Her beatification cause began in mid-1984 and her formal beatification was celebrated on 25 April 2004. Pope Francis later canonized her as a saint on 12 May 2013 in Saint Peter's Square.

Her feast day is April 27; she is a patron saint of nurses and the Handmaids of Santa Margherita Maria and the Poor.

==Life==
Anastasia Guadalupe García Zavala was born in 1878 in Zapopan to Fortino García and Refugio Zavala de García; her father was a religious store merchant and his shop was located in front of the basilica to which she made frequent visits. Her baptism was celebrated in the parish of Saint Peter the Apostle. Those who knew her best as a child saw her as nice and likeable as well as an altruistic person who was willing to lend a hand to those who needed help the most. Her First Communion was on 8 September 1887 at the Zapopan basilica.

Zavala had planned to wed Gustavo Arreola (marriage was a strong desire for her) but she broke off their engagement in 1901 because she felt a call to the religious life and believed that she was called to give assistance to the poor and the sick. Zavala and her spiritual director (and future Servant of God) Cipriano Iñiguez Martín del Campo both co-founded a new religious order on 13 October 1901 titled as the Handmaids of Santa Margherita Maria and the Poor. Zavala described her call to the religious life as a "sudden change of heart" that she knew she had to follow. Zavala worked as a nurse and regardless of the poorness and the lack of material goods of the patients she was compassionate and caring towards the needs of the ill. Zavala was named as the Superior General for the new order.

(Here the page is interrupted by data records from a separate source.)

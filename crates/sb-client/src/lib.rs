//! # sb-client
//!
//! Typed client for the Siteboard HTTP API.
//!
//! Every call unwraps the `{success, data}` envelope. Version-guarded site
//! mutations send the token both as `If-Match` and as a body `version`; a 409
//! surfaces as [`ClientError::Conflict`]. The `*_latest` helpers reload the
//! site and retry on conflict.

mod error;
pub mod query;

pub use error::ClientError;

use std::future::Future;
use std::time::Duration;

use reqwest::header::{HeaderMap, HeaderValue, IF_MATCH};
use reqwest::{RequestBuilder, StatusCode};
use serde::Serialize;
use serde::de::DeserializeOwned;
use serde_json::{Value, json};

use sb_config::ClientConfig;
use sb_core::entities::{Certificate, NewCertificate, NewPersonnel, NewSite, Personnel, Site};
use sb_core::filters::{CertificateFilter, Page, PersonnelFilter, SiteFilter};
use sb_core::responses::{ApiEnvelope, AssignmentAck, MutationAck, SiteDetail};
use sb_core::stats::DashboardStats;
use sb_core::updates::{CertificateUpdate, PersonnelUpdate, SiteUpdate};
use sb_core::version::etag;

pub struct SiteboardClient {
    http: reqwest::Client,
    api_root: String,
    conflict_retries: u32,
}

impl SiteboardClient {
    /// # Errors
    ///
    /// Returns [`ClientError::Parse`] for an API key that is not a valid
    /// header value, [`ClientError::Http`] if the client cannot be built.
    pub fn new(config: &ClientConfig) -> Result<Self, ClientError> {
        let mut headers = HeaderMap::new();
        if !config.api_key.is_empty() {
            let key = HeaderValue::from_str(&config.api_key)
                .map_err(|e| ClientError::Parse(format!("invalid API key: {e}")))?;
            headers.insert("x-api-key", key);
        }
        let http = reqwest::Client::builder()
            .user_agent(concat!("siteboard-client/", env!("CARGO_PKG_VERSION")))
            .timeout(Duration::from_secs(config.timeout_secs))
            .default_headers(headers)
            .build()?;
        Ok(Self {
            http,
            api_root: config.api_root(),
            conflict_retries: config.conflict_retries,
        })
    }

    fn url(&self, path: &str) -> String {
        format!("{}{path}", self.api_root)
    }

    fn site_url(&self, id: &str, suffix: &str) -> String {
        self.url(&format!("/sites/{}{suffix}", urlencoding::encode(id)))
    }

    async fn send<T: DeserializeOwned>(
        &self,
        req: RequestBuilder,
    ) -> Result<ApiEnvelope<T>, ClientError> {
        let resp = req.send().await?;
        let status = resp.status();
        let bytes = resp.bytes().await?;
        let envelope: Result<ApiEnvelope<Value>, _> = serde_json::from_slice(&bytes);

        if status == StatusCode::CONFLICT {
            let message = envelope
                .ok()
                .and_then(|e| e.error)
                .map_or_else(|| "version conflict".to_string(), |e| e.message);
            tracing::debug!(%message, "server reported a conflict");
            return Err(ClientError::Conflict { message });
        }

        let envelope = envelope.map_err(|e| {
            if status.is_success() {
                ClientError::Parse(e.to_string())
            } else {
                ClientError::Api {
                    status: status.as_u16(),
                    code: "HTTP_ERROR".into(),
                    message: String::from_utf8_lossy(&bytes).into_owned(),
                }
            }
        })?;

        if !status.is_success() || !envelope.success {
            let (code, message) = envelope.error.map_or_else(
                || ("HTTP_ERROR".to_string(), status.to_string()),
                |e| (e.code, e.message),
            );
            return Err(ClientError::Api {
                status: status.as_u16(),
                code,
                message,
            });
        }

        let data = envelope
            .data
            .map(serde_json::from_value)
            .transpose()
            .map_err(|e| ClientError::Parse(e.to_string()))?;
        Ok(ApiEnvelope {
            success: envelope.success,
            data,
            count: envelope.count,
            total: envelope.total,
            limit: envelope.limit,
            offset: envelope.offset,
            query: envelope.query,
            message: envelope.message,
            error: None,
            timestamp: envelope.timestamp,
        })
    }

    async fn data<T: DeserializeOwned>(&self, req: RequestBuilder) -> Result<T, ClientError> {
        self.send(req)
            .await?
            .data
            .ok_or_else(|| ClientError::Parse("response had no data".into()))
    }

    /// Attach `If-Match` and echo the version into the JSON body.
    fn versioned<B: Serialize>(
        req: RequestBuilder,
        body: &B,
        version: Option<i64>,
    ) -> Result<RequestBuilder, ClientError> {
        let mut body = serde_json::to_value(body).map_err(|e| ClientError::Parse(e.to_string()))?;
        let Some(version) = version else {
            return Ok(req.json(&body));
        };
        if let Some(map) = body.as_object_mut() {
            map.insert("version".into(), json!(version));
        }
        Ok(req.header(IF_MATCH, etag(version)).json(&body))
    }

    // ── Meta ───────────────────────────────────────────────────────

    /// `GET /api/health`. Not wrapped in an envelope.
    ///
    /// # Errors
    ///
    /// Transport or parse failures.
    pub async fn health(&self) -> Result<Value, ClientError> {
        let resp = self.http.get(self.url("/health")).send().await?;
        let status = resp.status();
        if !status.is_success() {
            return Err(ClientError::Api {
                status: status.as_u16(),
                code: "UNHEALTHY".into(),
                message: status.to_string(),
            });
        }
        resp.json().await.map_err(|e| ClientError::Parse(e.to_string()))
    }

    // ── Sites ──────────────────────────────────────────────────────

    /// # Errors
    ///
    /// See [`ClientError`].
    pub async fn list_sites(&self, filter: &SiteFilter) -> Result<Page<Site>, ClientError> {
        let url = format!("{}{}", self.url("/sites"), query::sites(filter));
        let envelope: ApiEnvelope<Vec<Site>> = self.send(self.http.get(url)).await?;
        let items = envelope.data.unwrap_or_default();
        let total = envelope
            .total
            .unwrap_or_else(|| u64::try_from(items.len()).unwrap_or(u64::MAX));
        Ok(Page { items, total })
    }

    /// # Errors
    ///
    /// See [`ClientError`].
    pub async fn search_sites(&self, needle: &str) -> Result<Vec<Site>, ClientError> {
        let url = format!("{}{}", self.url("/sites/search"), query::search(needle));
        self.data(self.http.get(url)).await
    }

    /// # Errors
    ///
    /// See [`ClientError`].
    pub async fn get_site(&self, id: &str) -> Result<SiteDetail, ClientError> {
        self.data(self.http.get(self.site_url(id, ""))).await
    }

    /// # Errors
    ///
    /// See [`ClientError`].
    pub async fn create_site(&self, site: &NewSite) -> Result<Site, ClientError> {
        self.data(self.http.post(self.url("/sites")).json(site)).await
    }

    /// # Errors
    ///
    /// [`ClientError::Conflict`] when `version` is stale.
    pub async fn update_site(
        &self,
        id: &str,
        update: &SiteUpdate,
        version: Option<i64>,
    ) -> Result<MutationAck, ClientError> {
        let req = Self::versioned(self.http.put(self.site_url(id, "")), update, version)?;
        self.data(req).await
    }

    /// # Errors
    ///
    /// [`ClientError::Conflict`] when `version` is stale.
    pub async fn assign_site(
        &self,
        id: &str,
        manager_id: &str,
        certificate_id: &str,
        version: Option<i64>,
    ) -> Result<AssignmentAck, ClientError> {
        let body = json!({"manager_id": manager_id, "certificate_id": certificate_id});
        let req = Self::versioned(self.http.post(self.site_url(id, "/assign")), &body, version)?;
        self.data(req).await
    }

    /// # Errors
    ///
    /// [`ClientError::Conflict`] when `version` is stale.
    pub async fn unassign_site(
        &self,
        id: &str,
        version: Option<i64>,
    ) -> Result<MutationAck, ClientError> {
        let req = Self::versioned(self.http.post(self.site_url(id, "/unassign")), &json!({}), version)?;
        self.data(req).await
    }

    /// Reload the site, then apply `update`; on conflict reload and retry.
    ///
    /// # Errors
    ///
    /// The last conflict once retries are exhausted, or any other error.
    pub async fn update_site_latest(
        &self,
        id: &str,
        update: &SiteUpdate,
    ) -> Result<MutationAck, ClientError> {
        self.with_latest(id, |version| self.update_site(id, update, Some(version)))
            .await
    }

    /// # Errors
    ///
    /// See [`Self::update_site_latest`].
    pub async fn assign_latest(
        &self,
        id: &str,
        manager_id: &str,
        certificate_id: &str,
    ) -> Result<AssignmentAck, ClientError> {
        self.with_latest(id, |version| {
            self.assign_site(id, manager_id, certificate_id, Some(version))
        })
        .await
    }

    /// # Errors
    ///
    /// See [`Self::update_site_latest`].
    pub async fn unassign_latest(&self, id: &str) -> Result<MutationAck, ClientError> {
        self.with_latest(id, |version| self.unassign_site(id, Some(version)))
            .await
    }

    async fn with_latest<T, F, Fut>(&self, id: &str, mut attempt: F) -> Result<T, ClientError>
    where
        F: FnMut(i64) -> Fut,
        Fut: Future<Output = Result<T, ClientError>>,
    {
        let mut tries = 0;
        loop {
            let version = self.get_site(id).await?.site.version;
            match attempt(version).await {
                Err(e) if e.is_conflict() && tries < self.conflict_retries => {
                    tries += 1;
                    tracing::info!(site_id = id, version, tries, "conflict; reloading and retrying");
                }
                other => return other,
            }
        }
    }

    // ── Personnel ──────────────────────────────────────────────────

    /// # Errors
    ///
    /// See [`ClientError`].
    pub async fn list_personnel(
        &self,
        filter: &PersonnelFilter,
    ) -> Result<Vec<Personnel>, ClientError> {
        let url = format!("{}{}", self.url("/personnel"), query::personnel(filter));
        self.data(self.http.get(url)).await
    }

    /// # Errors
    ///
    /// See [`ClientError`].
    pub async fn get_personnel(&self, id: &str) -> Result<Personnel, ClientError> {
        let url = self.url(&format!("/personnel/{}", urlencoding::encode(id)));
        self.data(self.http.get(url)).await
    }

    /// # Errors
    ///
    /// See [`ClientError`].
    pub async fn create_personnel(&self, person: &NewPersonnel) -> Result<Personnel, ClientError> {
        self.data(self.http.post(self.url("/personnel")).json(person))
            .await
    }

    /// # Errors
    ///
    /// See [`ClientError`].
    pub async fn update_personnel(
        &self,
        id: &str,
        update: &PersonnelUpdate,
    ) -> Result<Personnel, ClientError> {
        let url = self.url(&format!("/personnel/{}", urlencoding::encode(id)));
        self.data(self.http.put(url).json(update)).await
    }

    // ── Certificates ───────────────────────────────────────────────

    /// # Errors
    ///
    /// See [`ClientError`].
    pub async fn list_certificates(
        &self,
        filter: &CertificateFilter,
    ) -> Result<Vec<Certificate>, ClientError> {
        let url = format!("{}{}", self.url("/certificates"), query::certificates(filter));
        self.data(self.http.get(url)).await
    }

    /// # Errors
    ///
    /// See [`ClientError`].
    pub async fn get_certificate(&self, id: &str) -> Result<Certificate, ClientError> {
        let url = self.url(&format!("/certificates/{}", urlencoding::encode(id)));
        self.data(self.http.get(url)).await
    }

    /// # Errors
    ///
    /// See [`ClientError`].
    pub async fn create_certificate(
        &self,
        certificate: &NewCertificate,
    ) -> Result<Certificate, ClientError> {
        self.data(self.http.post(self.url("/certificates")).json(certificate))
            .await
    }

    /// # Errors
    ///
    /// See [`ClientError`].
    pub async fn update_certificate(
        &self,
        id: &str,
        update: &CertificateUpdate,
    ) -> Result<Certificate, ClientError> {
        let url = self.url(&format!("/certificates/{}", urlencoding::encode(id)));
        self.data(self.http.put(url).json(update)).await
    }

    // ── Stats ──────────────────────────────────────────────────────

    /// # Errors
    ///
    /// See [`ClientError`].
    pub async fn stats(&self) -> Result<DashboardStats, ClientError> {
        self.data(self.http.get(self.url("/stats"))).await
    }
}

#[cfg(test)]
mod tests {
    use super::*;

    #[test]
    fn site_urls_escape_ids() {
        let client = SiteboardClient::new(&ClientConfig {
            base_url: "http://localhost:5000/".into(),
            ..ClientConfig::default()
        })
        .unwrap();
        assert_eq!(
            client.site_url("SITE 1", "/assign"),
            "http://localhost:5000/api/sites/SITE%201/assign"
        );
    }

    #[test]
    fn bad_api_key_is_rejected() {
        let err = SiteboardClient::new(&ClientConfig {
            api_key: "two\nlines".into(),
            ..ClientConfig::default()
        })
        .err()
        .unwrap();
        assert!(matches!(err, ClientError::Parse(_)));
    }
}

In times of dire need she asked her spiritual director for permission to go begging in the streets in order to collect funds needed for the hospital. Zavala did this with her fellow religious and she would seek offerings until the needs of the hospital and patients were met and would ask for no more than was needed. The Mexican Revolution started in 1911 and its effects lasted up until 1936 during which the political-religious situation in Mexico became tense in which the faith underwent severe persecution. Zavala put her own life at risk and hid the priests and the Archbishop of Guadalajara in her hospital. It was the archdiocese who granted diocesan approval to the order on 24 May 1935.

Zavala began to suffer from a severe illness since 1961 and she died from this on 24 June 1963 in Guadalajara.

Her order now operates in nations such as Greece, Italy, Iceland and Peru. In 2005 there were 147 religious in 24 houses though this declined in 2015 with 112 women in 22 houses.

==Sainthood==

The beatification process began in a diocesan process that opened in the Guadalajara archdiocese from 29 June 1984 until its closure on 11 June 1986; the Congregation for the Causes of Saints validated the cause on 15 March 1991 in Rome while receiving the Positio from postulation officials in 1992. The theological experts first approved the cause on 7 January 2000 while the C.C.S. did so as well on 21 March 2000 while the confirmation of her heroic virtue led Pope John Paul II to name her as Venerable on 1 July 2000.

The miracle for her beatification - a healing science could not explain - was investigated on a diocesan level and received C.C.S. validation on 11 January 2002 while a panel of medical experts on 13 March 2003; theologians likewise approved this on 17 June 2003 as did the C.C.S. on 11 November 2003. John Paul II approved this miracle on 20 December 2003 and beatified her in Saint Peter's Square on 25 April 2004.

The second miracle was investigated and it received C.C.S. validation on 14 May 2010 prior to the approval of a medical board on 15 December 2011; theologians voiced their assent to this on 26 May 2012 as did the C.C.S. on 2 October 2012. Pope Benedict XVI approved this miracle on 20 December 2012 and formalized the date at a consistory of cardinals on 11 February 2013 (just prior to announcing his resignation). Pope Francis canonized Zavala as a saint on 12 May 2013.

The postulator at the time of the canonization was Mgr. Oscar Sánchez Barba.